Archivo diario: 15/09/2012

Leer de un tirón

Un caro recuerdo de mi infancia era la lectura compulsiva, imposible de combatir con la razón, el sentido del deber o incluso la obligación impuesta. No importaba nada excepto seguir leyendo, avanzar en la historia, llegar hasta la última página. Todo lo demás pasaba a segundo plano: las clases aburridas; los cuestionarios inútiles; los recreos de juegos sin aventura, idilios ni paisajes exóticos. Las conversaciones vacías parecían una mísera pérdida de tiempo, cuando había un grupo de personajes esperándome para seguirme contando sus historias.

La vida me parecía entonces muy corta para desperdiciarla en actividades repetitivas, efímeras y, a todas luces, inútiles, como maquillarse, hacerse las uñas o leer el periódico. Estaba segura entonces, como lo estoy ahora, de que sin duda moriría sin tener tiempo suficiente de cubrir siquiera el canon básico de grandes obras de la humanidad. Con una vida tan breve y tanto por leer, ¿no era lógico huir de las actividades vanas y miserables para dedicar mis horas tan preciadas a devorar cuanto pudiera?

Así pensaba a los nueve, a los doce, a los veinte años. Así pienso aún ahora. Tal vez por esa razón, a veces la vida laboral se vuelve a veces dolorosa. Para una lectora compulsiva como yo, editar como medio de vida es un sueño hecho realidad: literalmente, me pagan por leer. Lo lamentable es cuando el texto carece de esa capacidad para atrapar desde la primera página, de sostener la atención más de veinte minutos, de arrastrarme a seguir leyendo.

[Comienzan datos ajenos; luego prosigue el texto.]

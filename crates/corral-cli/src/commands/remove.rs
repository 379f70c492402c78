use super::{request, EXIT_SUCCESS};
use corral_daemon::{Client, Command};

pub fn run(client: &Client, id: &str, force: bool) -> Result<u8, String> {
    if force {
        request(client, &Command::stop(id))?;
    }
    request(client, &Command::remove(id))?;
    println!("removed container {id}");
    Ok(EXIT_SUCCESS)
}
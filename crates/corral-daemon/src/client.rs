use crate::protocol::{decode, encode, read_message_blocking, Command, ProtocolError, Response};
use std::io::{BufReader, Write};
use std::os::unix::net::UnixStream;
use std::path::{Path, PathBuf};

/// Blocking client: one connection per request.
#[derive(Debug, Clone)]
pub struct Client {
    socket_path: PathBuf,
}

/// An open attached session: the response has been read and the stream now
/// carries the container's stdio. `buffered` holds output that arrived in
/// the same read as the response line.
pub struct Session {
    pub response: Response,
    pub buffered: Vec<u8>,
    pub stream: UnixStream,
}

impl Client {
    pub fn new(socket_path: impl Into<PathBuf>) -> Self {
        Self {
            socket_path: socket_path.into(),
        }
    }

    pub fn socket_path(&self) -> &Path {
        &self.socket_path
    }

    pub fn send(&self, command: &Command) -> Result<Response, ProtocolError> {
        Ok(self.open(command)?.response)
    }

    /// Send `command` and keep the connection open after the response.
    pub fn open(&self, command: &Command) -> Result<Session, ProtocolError> {
        let mut stream = UnixStream::connect(&self.socket_path)?;
        stream.write_all(&encode(command)?)?;
        stream.flush()?;

        let mut reader = BufReader::new(stream);
        let line = read_message_blocking(&mut reader)?;
        let response = decode(&line)?;
        let buffered = reader.buffer().to_vec();
        Ok(Session {
            response,
            buffered,
            stream: reader.into_inner(),
        })
    }
}
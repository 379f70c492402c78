use super::{request, EXIT_SUCCESS};
use corral_daemon::{Client, Command};

pub fn run(client: &Client, id: &str) -> Result<u8, String> {
    request(client, &Command::stop(id))?;
    println!("stopped container {id}");
    Ok(EXIT_SUCCESS)
}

Solía pensar que este era un atributo exclusivo de la ficción, pero grandes libros no ficcionales han llegado a mis manos para quererse quedar ahí hasta acabarlos. Así que no hay excusa: todo texto puede tener la capacidad para atrapar o rechazar, para dejarse leer o provocar el cierre de sus páginas sin tregua.

Como lectora, me abandono sin reservas a los libros que me interpelan y perturban desde la primera página. Los demás, aunque pertenezcan al canon de la gran literatura o de las listas de los más vendidos, aunque críticos más informados que yo los pongan a la cabeza de las listas de mejores obras, si no vibran desde el primer renglón, el primer párrafo y la primera página, quedan condenados al olvido, a la inevitable condición de jamás llegar hasta el final. Los dejo ahí, donde el tedio pueda más que mi fuerza de voluntad. Y mi fuerza de voluntad ha ido disminuyendo con los años. Me hago más vieja y, con ello, menos tolerante a la mala escritura.

Como editora, no tengo ese privilegio. A veces el texto no me compele, no me permite leerlo, me produce reacciones emocionales adversas y me sorprendo a mí misma queriendo hacer cualquier cosa menos seguirlo leyendo. En esos casos, no puedo abandonarlo y cerrarlo, como haría con cualquier obra ajena. Mi deber es claro: debo seguir batallando con la abulia hasta encontrar dónde está el fallo, en qué punto se quiebra la atención y cómo puedo remediarla. Como editora, no puedo conformarme jamás. Estoy obligada a rectificar, corregir, reelaborar, reconstruir hasta alcanzar algún grado de lecturabilidad. Hasta hacer menos pesada la experiencia para quienes, como yo, correrán el riesgo de vivir los mismos síntomas de aburrimiento sin cura.

Por eso, cuando uno pasa muchas horas de su vida leyendo textos apenas en proceso —a veces diamantes en bruto, a veces brutalidades sin remedio—, siempre conviene hacer un alto en el camino y encontrar alguna de esas obras mágicas, apabullantes, estremecedoras. Nada más sanador que perderse en una de esas lecturas que nos hicieron enamorarnos de los libros en primer lugar y recobrar, al menos durante un rato, la fe en la buena escritura. Sí, todavía existe y está ahí afuera, esperándonos.